Salió corriendo de la iglesia y bajó por el sendero. Mientras cruzaba la verja, resbaló sobre una placa de nieve y se desplomó sollozando contra el muro de piedra. Bernie se acercó y le apoyó una mano en el hombro.

– ¿Por qué iba a mentir? ¿Por qué? Te quiero. Y tú sientes lo mismo, lo he visto, ¿por qué no quieres creerme?

Ella se volvió para mirarlo.

– Porque soy fea y torpe y… ¡No! -Se cubrió el rostro con las manos y rompió a llorar con desconsuelo.

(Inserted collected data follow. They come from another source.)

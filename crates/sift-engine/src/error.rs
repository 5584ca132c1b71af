//! Error types for the evaluation core.

use thiserror::Error;

/// Errors that abort an engine call.
///
/// Per-rule and per-stratum problems are not errors; they are reported as
/// [`crate::EngineWarning`]s and the pass continues.
#[derive(Debug, Error)]
#[non_exhaustive]
pub enum EngineError {
    /// Configured age column is absent from the dataset.
    #[error("age column '{column}' not found in the dataset")]
    MissingAgeColumn { column: String },

    /// Configured category column is absent from the dataset.
    #[error("category column '{column}' not found in the dataset")]
    MissingCategoryColumn { column: String },

    /// Failed DataFrame operation.
    #[error("DataFrame operation failed: {message}")]
    DataFrame { message: String },
}

impl From<polars::prelude::PolarsError> for EngineError {
    fn from(err: polars::prelude::PolarsError) -> Self {
        Self::DataFrame {
            message: err.to_string(),
        }
    }
}

/// Result type for engine operations.
pub type Result<T> = std::result::Result<T, EngineError>;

Un niño que pasaba caminando descalzo con un cerdito en brazos se detuvo a mirarlos.

– ¿Por qué te aborreces tanto? -preguntó Bernie con dulzura.

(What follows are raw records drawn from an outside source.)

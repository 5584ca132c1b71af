//! Shared helpers for engine integration tests.

#![allow(dead_code)]

use polars::prelude::{Column, DataFrame, IntoColumn, NamedFrom, Series};
use sift_model::GlobalConfig;

/// Builds a frame of text columns, as the CSV reader produces.
pub fn test_df(columns: Vec<(&str, Vec<&str>)>) -> DataFrame {
    let cols: Vec<Column> = columns
        .into_iter()
        .map(|(name, values)| {
            Series::new(
                name.into(),
                values.iter().copied().map(String::from).collect::<Vec<_>>(),
            )
            .into_column()
        })
        .collect();
    DataFrame::new(cols).unwrap()
}

/// Text values of a column, nulls as `None`.
pub fn text_values(df: &DataFrame, name: &str) -> Vec<Option<String>> {
    let column = df.column(name).unwrap();
    (0..column.len())
        .map(|idx| {
            let value = column.get(idx).unwrap();
            if value.is_null() {
                None
            } else {
                Some(sift_common::any_to_string(value))
            }
        })
        .collect()
}

pub fn config() -> GlobalConfig {
    GlobalConfig::new("Idade", "Sexo")
}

Ella sentía deseos de ponerse a gritar. Se enjugó las lágrimas, lo apartó de un empujón y echó a andar calle abajo. De repente, el niño se puso a gritar.

– ¡Miren! ¡Miren!

Barbara se volvió; el niño se había colocado el cerdito, que no paraba de chillar, bajo el brazo, mientras con el otro señalaba muy nervioso hacia lo alto. Arriba, en el cielo, uno de los cazas alemanes había sido alcanzado y caía en picado. Se oyó una fuerte detonación en algún lugar, no muy lejos de allí, y el niño vitoreó. Tras echar una rápida mirada hacia el cielo, Bernie echó a correr tras ella.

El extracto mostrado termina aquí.